Re: Look at my mini, imagine me in it, but don't touch unless I ask you to.
Date: 2005-03-18 04:12 am (UTC)although not all people who write violent fantasies act them out, almost 100% of the people who do end up acting out violent fantasies first read and wrote about them
However, you're ignoring the demographics of audience, just a bit. Women (and it is women who primarily write and read RPS) often have fantasies in which they are raped, yet those fantasies are not an indication that women desire to be raped in real life. Rape fantasies are a rather interesting aspect of human behaviour that point to the ways in which the relationship between fantasy and desire and reality is far more complicated than you're allowing for in your simple, causal equation. How much more complicated, then, is that relationship when the writer imagines, not meeting an actor, or raping him, but that the actor is in a sexual/romantic relationship with another actor?
You're now on the verge of advocating that RPS is unethical because a small subset of RPS readers/writers confuses fact and fiction and and so the presence of "bad readers" necessitates we ban the books (books which are already labeled "fiction").
by writing RPS, we are denying another person's liberty for our own pleasures..."Power over"? Why do you need, why do you even want "power over" another human being? What ethical reason can whitewash the removal of another person's autonomy?

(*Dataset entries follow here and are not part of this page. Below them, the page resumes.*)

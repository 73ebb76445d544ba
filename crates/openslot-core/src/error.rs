//! Validation error types.
//!
//! Every variant here is raised synchronously, before any outbound call to
//! the calendar backend is attempted. Collaborator failures are a separate
//! type owned by the provider layer.

use thiserror::Error;

/// Result type for core validation and slot computation.
pub type SlotResult<T> = Result<T, SlotError>;

/// Errors raised by validation and slot computation.
#[derive(Debug, Clone, Error, PartialEq, Eq)]
pub enum SlotError {
    /// The date argument is not a recognized calendar date.
    #[error("invalid date: {input:?}")]
    InvalidDate { input: String },

    /// The time argument is not a recognized 24-hour wall-clock time, or
    /// names a wall-clock time that does not exist in the target timezone.
    #[error("invalid time: {input:?}")]
    InvalidTime { input: String },

    /// The requested slot duration is non-positive.
    #[error("invalid duration: {minutes} minutes")]
    InvalidDuration { minutes: i64 },

    /// A booking request is missing required fields or has `end <= start`.
    #[error("invalid input: {message}")]
    InvalidInput { message: String },
}

impl SlotError {
    /// Creates an invalid date error.
    pub fn invalid_date(input: impl Into<String>) -> Self {
        Self::InvalidDate {
            input: input.into(),
        }
    }

    /// Creates an invalid time error.
    pub fn invalid_time(input: impl Into<String>) -> Self {
        Self::InvalidTime {
            input: input.into(),
        }
    }

    /// Creates an invalid duration error.
    pub fn invalid_duration(minutes: i64) -> Self {
        Self::InvalidDuration { minutes }
    }

    /// Creates an invalid input error.
    pub fn invalid_input(message: impl Into<String>) -> Self {
        Self::InvalidInput {
            message: message.into(),
        }
    }

    /// Returns a stable machine-readable code for this error kind.
    pub fn code(&self) -> &'static str {
        match self {
            Self::InvalidDate { .. } => "invalid_date",
            Self::InvalidTime { .. } => "invalid_time",
            Self::InvalidDuration { .. } => "invalid_duration",
            Self::InvalidInput { .. } => "invalid_input",
        }
    }
}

You're misunderstanding me, I think. We may desire power over our own desires, which often seem to sweep us away, and writing a fantasy and sharing it give us some power back over those desires, so that we no longer feel quite so subject to their whims (and to the sexual attractiveness of actors).

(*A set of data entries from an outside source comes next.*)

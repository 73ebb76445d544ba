//! Time types for appointment scheduling.
//!
//! This module provides [`TimeSlot`] for representing half-open time
//! intervals `[start, end)`, and [`WorkingWindow`] for the daily span during
//! which slots may be offered.
//!
//! All instants are absolute points in time stored as UTC; timezones are
//! applied only at the formatting and configuration boundaries.

use chrono::{DateTime, Duration, NaiveDate, NaiveTime, Utc};
use chrono_tz::Tz;
use serde::{Deserialize, Serialize};

use crate::error::{SlotError, SlotResult};
use crate::normalize::local_to_utc;

/// A half-open time interval `[start, end)`.
///
/// Used both for candidate appointment slots and for busy intervals reported
/// by the calendar backend. The end boundary is exclusive, so back-to-back
/// intervals do not conflict.
#[derive(Debug, Clone, Copy, PartialEq, Eq, Serialize, Deserialize)]
pub struct TimeSlot {
    /// Start of the interval (inclusive).
    pub start: DateTime<Utc>,
    /// End of the interval (exclusive).
    pub end: DateTime<Utc>,
}

impl TimeSlot {
    /// Creates a new time slot.
    ///
    /// # Panics
    ///
    /// Panics if `start` is not before `end`.
    pub fn new(start: DateTime<Utc>, end: DateTime<Utc>) -> Self {
        assert!(start < end, "TimeSlot start must be < end");
        Self { start, end }
    }

    /// Returns the duration of this slot.
    pub fn duration(&self) -> Duration {
        self.end - self.start
    }

    /// Checks whether two intervals overlap.
    ///
    /// Half-open semantics: touching endpoints do not overlap, so a slot
    /// ending at 09:30 never conflicts with a busy interval starting at
    /// 09:30. This predicate is the sole overlap test in the system.
    pub fn overlaps(&self, other: &TimeSlot) -> bool {
        self.start < other.end && other.start < self.end
    }
}

/// The daily span during which slots may be offered.
///
/// Derived from a calendar date and configured open/close wall-clock times
/// in a named timezone; both boundaries are absolute instants.
#[derive(Debug, Clone, Copy, PartialEq, Eq, Serialize, Deserialize)]
pub struct WorkingWindow {
    /// Opening instant (inclusive).
    pub day_start: DateTime<Utc>,
    /// Closing instant (exclusive).
    pub day_end: DateTime<Utc>,
}

impl WorkingWindow {
    /// Creates a working window from explicit instants.
    ///
    /// # Panics
    ///
    /// Panics if `day_start` is not before `day_end`.
    pub fn new(day_start: DateTime<Utc>, day_end: DateTime<Utc>) -> Self {
        assert!(day_start < day_end, "WorkingWindow start must be < end");
        Self { day_start, day_end }
    }

    /// Computes the working window for `date` between `open` and `close`
    /// wall-clock times in `tz`.
    ///
    /// # Errors
    ///
    /// Returns [`SlotError::InvalidTime`] when a boundary does not exist in
    /// `tz` on that date (DST gap), and [`SlotError::InvalidInput`] when the
    /// resolved window would be empty or inverted.
    pub fn for_date(date: NaiveDate, open: NaiveTime, close: NaiveTime, tz: Tz) -> SlotResult<Self> {
        let day_start = local_to_utc(date, open, tz)?;
        let day_end = local_to_utc(date, close, tz)?;
        if day_start >= day_end {
            return Err(SlotError::invalid_input(format!(
                "working window {open}..{close} on {date} is empty"
            )));
        }
        Ok(Self { day_start, day_end })
    }

    /// Returns the length of the window.
    pub fn duration(&self) -> Duration {
        self.day_end - self.day_start
    }
}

Actors work the tease--the promise of "look at me" while they're always out of reach. Acting is an illusion of intimacy with the audience, and most of us (the sane actors and the sane audience members) recognize this, even during those moments outside the performance itself (such as when an actor gives autographs and shakes our hand, thus prolonging the tease by offering more of themselves but withholding any real intimacy). They further tease us--to maintain our interest in them--when they do interviews. Is that tease unethical, because it's a lie? Perhaps. But I'd argue it isn't, because actors do so assuming that the audience is saavy to the lie--that we know a fiction when we see it (and yes, a few psychos out there don't know it, but that hasn't shut down the workings of the celebrity industry, which has been teasing us, with our consent, since the first actor stepped onto a stage and spoke to us.)
So the tease isn't fulfilled, and we seek some release, and most of us, sane as we are, don't expect the actor to fulfill the promise of the tease.

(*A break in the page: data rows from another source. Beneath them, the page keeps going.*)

//! HTTP routes for the appointment API.
//!
//! The voice agent sends loosely-formatted JSON bodies; the handlers
//! normalize them, call the availability service, and return machine-usable
//! JSON. Legacy capitalized keys (`Date`, `Time`, `FullName`) from the
//! original agent configuration are accepted as aliases.

use std::sync::Arc;

use axum::extract::State;
use axum::routing::{get, post};
use axum::{Json, Router};
use chrono::Duration;
use serde::Deserialize;

use openslot_core::{BookingRequest, SlotError, TimeSlot, local_to_utc, parse_date, parse_time};
use openslot_providers::CreatedEvent;

use crate::error::ServiceError;
use crate::service::AvailabilityService;

/// Builds the API router.
pub fn router(service: Arc<AvailabilityService>) -> Router {
    Router::new()
        .route("/", get(index))
        .route("/getAvailability", post(get_availability))
        .route("/bookingTime", post(book_appointment))
        .with_state(service)
}

/// Body of `POST /getAvailability`.
#[derive(Debug, Deserialize)]
#[serde(rename_all = "camelCase")]
struct AvailabilityBody {
    /// The day to inspect; any accepted literal date format.
    #[serde(alias = "Date")]
    date: String,
    /// Slot length override; defaults to the configured granularity.
    #[serde(default)]
    duration_minutes: Option<i64>,
}

/// Body of `POST /bookingTime`.
#[derive(Debug, Deserialize)]
#[serde(rename_all = "camelCase")]
struct BookingBody {
    #[serde(alias = "Date")]
    date: String,
    /// Appointment start, 24-hour wall-clock in the configured timezone.
    #[serde(alias = "Time")]
    time: String,
    #[serde(alias = "FullName")]
    full_name: String,
    #[serde(default)]
    phone: Option<String>,
    #[serde(default)]
    description: Option<String>,
    /// Appointment length override; defaults to the configured granularity.
    #[serde(default)]
    duration_minutes: Option<i64>,
}

async fn index() -> &'static str {
    concat!(
        "openslot appointment API\n",
        "\n",
        "POST /getAvailability  - list open slots for a day\n",
        "POST /bookingTime      - book an appointment\n",
    )
}

async fn get_availability(
    State(service): State<Arc<AvailabilityService>>,
    Json(body): Json<AvailabilityBody>,
) -> Result<Json<Vec<TimeSlot>>, ServiceError> {
    let date = parse_date(&body.date)?;
    let duration = body
        .duration_minutes
        .unwrap_or(service.config().slot_minutes);

    let slots = service.get_availability(date, duration).await?;
    Ok(Json(slots))
}

async fn book_appointment(
    State(service): State<Arc<AvailabilityService>>,
    Json(body): Json<BookingBody>,
) -> Result<Json<CreatedEvent>, ServiceError> {
    let config = service.config();
    let date = parse_date(&body.date)?;
    let time = parse_time(&body.time)?;

    let minutes = body.duration_minutes.unwrap_or(config.slot_minutes);
    if minutes <= 0 {
        return Err(SlotError::invalid_duration(minutes).into());
    }

    let start = local_to_utc(date, time, config.timezone)?;
    let end = start + Duration::minutes(minutes);

    let mut request = BookingRequest::new(body.full_name, start, end);
    if let Some(phone) = body.phone {
        request = request.with_phone(phone);
    }
    if let Some(description) = body.description {
        request = request.with_description(description);
    }

    let event = service.book_appointment(request).await?;
    Ok(Json(event))
}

But, although the story gives us some way of controlling our desire, it only gives us an illusion of controlling the actors themselves. We have that same illusion when Entertainment Tonight offers us a tour of an actor's home, or an interview that promises to give us an inside view into the actor's thoughts. Celebrity is something an actor cultivates, through a publicist and an industry dedicated to making the actors seem huge and important, and letting us feel important by letting us share in their lives, if only through the illusion that we "know" them.
Perhaps RPS does infringe, not on an actor's autonomy, but because it threatens to equalize some of the power of the tease, by giving the audience the ability to do the work of celebrity-worship at a not-for-profit level--one the actor and industry doesn't control or make any money off of.